Greenaway: racconto il viaggio di Brancusi e non amo le serie tv

4 luglio 2019

E’ stata Kasia Smutniak a consegnare a Peter Greenaway il “Taormina Arte Award” della 65° festival del cinema. Il grande cineasta gallese aveva appena tenuto una lezione di cinema in cui aveva parlato della sua continua ricerca di nuovi modi di fare cinema. Il regista de “I misteri del giardino di Compton House”, “Lo zoo di Venere”, “Il ventre dell’architetto”, “Nightwatching” ha parlato del suo prossimo film, sullo scultore Constantin Brancusi.

“Per spiegare il film, direi che è un film biografico, una biofiction sul più famoso scultore del secolo scorso, il romeno Brancusi. L’ho scelto perché lui nel 1906 arrivò a piedi dalla Romania a Parigi. Non aveva soldi e quello per lui era l’unico modo di realizzare il proprio sogno. Ci ha messo più o meno un anno e mezzo, non aveva fretta. Non esistono diari, cronache di quel viaggio, sappiamo un paio di cose, il resto le abbiamo inventate. Sfido il pubblico a correggermi se ci sono errori, perché non sarà in grado di farlo”.

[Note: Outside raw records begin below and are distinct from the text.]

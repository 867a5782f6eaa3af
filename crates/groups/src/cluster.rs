use std::collections::{BTreeMap, BTreeSet};

use async_trait::async_trait;

use crate::error::CollaboratorResult;
use crate::types::{RegionInfo, RegionPlan, RegionTransition, ServerAddress, TableName};

/// Live view of the cluster: which servers are up and where regions are.
///
/// Every call observes the current state; callers never cache results across
/// decisions.
#[async_trait]
pub trait ClusterState: Send + Sync + 'static {
    /// Servers currently online.
    async fn online_servers(&self) -> CollaboratorResult<BTreeSet<ServerAddress>>;

    /// Whether dead-server recovery is currently running.
    async fn dead_servers_in_progress(&self) -> CollaboratorResult<bool>;

    /// Current region to server assignment.
    async fn region_assignments(&self) -> CollaboratorResult<BTreeMap<RegionInfo, ServerAddress>>;

    /// Regions in transition, keyed by encoded region name.
    async fn regions_in_transition(&self)
    -> CollaboratorResult<BTreeMap<String, RegionTransition>>;

    /// All regions of a table.
    async fn regions_of_table(&self, table: &TableName) -> CollaboratorResult<Vec<RegionInfo>>;

    /// Requests that a region be closed and handed back to the assignment
    /// pipeline. Fire-and-forget and idempotent.
    async fn unassign(&self, region: &RegionInfo) -> CollaboratorResult<()>;

    /// Applies a single placement decision.
    async fn apply_placement(&self, plan: &RegionPlan) -> CollaboratorResult<()>;
}
//! Moving tables between groups

use std::collections::BTreeSet;

use proven_groups::{DEFAULT_GROUP, TableName};
use tracing::{debug, info};

use crate::coordinator::GroupCoordinator;
use crate::error::{Error, GroupResult};

impl GroupCoordinator {
    /// Pin tables to `target_group`, or untrack them with `None`, then
    /// unassign every region of each moved table so the assignment pipeline
    /// places them on servers of their new group.
    ///
    /// An empty set is a no-op. Regions are unassigned in a single pass under
    /// each table's write lock; completion is not tracked.
    ///
    /// # Errors
    ///
    /// - `NotFound` if the target group does not exist
    /// - `InvalidState` if the target group has no servers
    /// - `InvalidArgument` if a table is already in the target group
    /// - `Unavailable` if a collaborator fails
    pub async fn move_tables(
        &self,
        tables: &BTreeSet<TableName>,
        target_group: Option<&str>,
    ) -> GroupResult<()> {
        if tables.is_empty() {
            debug!("move_tables() passed an empty set. Ignoring.");
            return Ok(());
        }

        {
            let _membership = self.membership_lock.lock().await;

            if let Some(observer) = self.observer() {
                observer.pre_move_tables(tables, target_group).await?;
            }

            if let Some(target) = target_group {
                let group = self.registry.get_group(target).await?.ok_or_else(|| {
                    Error::NotFound(format!("Target group does not exist: {target}"))
                })?;

                if group.servers().is_empty() {
                    return Err(Error::InvalidState(format!(
                        "Target group {target} must have at least one server"
                    )));
                }
            }

            for table in tables {
                let source = self.registry.get_group_of_table(table).await?;
                if let Some(source) = source
                    && Some(source.as_str()) == target_group
                {
                    return Err(Error::InvalidArgument(format!(
                        "Source group is the same as target group for table {table}: {source}"
                    )));
                }
            }

            self.registry.move_tables(tables, target_group).await?;
            info!(
                "Moved {} table(s) to {}",
                tables.len(),
                target_group.unwrap_or(DEFAULT_GROUP)
            );

            if let Some(observer) = self.observer() {
                observer.post_move_tables(tables, target_group).await?;
            }
        }

        for table in tables {
            let _lock = self
                .table_locks
                .write_lock(table, "Group: table move")
                .await?;

            let regions = self.cluster.regions_of_table(table).await?;
            debug!("Unassigning {} region(s) of {table}", regions.len());
            for region in &regions {
                self.cluster.unassign(region).await?;
            }
        }

        Ok(())
    }

    /// Place a newly created table in the group its namespace names, or the
    /// default group when the namespace names none.
    ///
    /// # Errors
    ///
    /// - `NotFound` if the namespace or its group does not exist
    /// - any error of [`GroupCoordinator::move_tables`]
    pub async fn prepare_group_for_table(&self, table: &TableName) -> GroupResult<()> {
        let namespace = self
            .namespaces
            .get_namespace(table.namespace())
            .await?
            .ok_or_else(|| {
                Error::NotFound(format!("Namespace does not exist: {}", table.namespace()))
            })?;
        let group_name = namespace.group().unwrap_or(DEFAULT_GROUP);

        let group = self
            .get_group(group_name)
            .await?
            .ok_or_else(|| Error::NotFound(format!("Group {group_name} does not exist")))?;

        if !group.contains_table(table) {
            debug!("Pre-moving table {table} to group {group_name}");
            self.move_tables(&BTreeSet::from([table.clone()]), Some(group_name))
                .await?;
        }

        Ok(())
    }

    /// Forget a deleted table's group. Best effort: failures are logged and
    /// dropped.
    pub async fn cleanup_group_for_table(&self, table: &TableName) {
        match self.get_group_of_table(table).await {
            Ok(Some(group)) => {
                debug!("Removing deleted table {table} from group {}", group.name());
                if let Err(e) = self
                    .move_tables(&BTreeSet::from([table.clone()]), None)
                    .await
                {
                    debug!("Failed to perform group cleanup for table {table}: {e}");
                }
            }
            Ok(None) => {}
            Err(e) => {
                debug!("Failed to perform group cleanup for table {table}: {e}");
            }
        }
    }
}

“La vita è arte e l’arte è vita” è il motto di Peter Greenaway, regista visionario e poetico che nei suoi film ha dialogato con la storia dell’arte come nessun altro ha mai fatto, sempre rinnovandosi e sperimentando. Alla domanda cosa pensi delle nuove piattaforme, da Netflix a Amazon Prime e della serialità, però risponde: “Non cambia la grammatica, la sintassi, il vocabolario, è solo più lunga e più costosa, e per questo non credo valga molto”.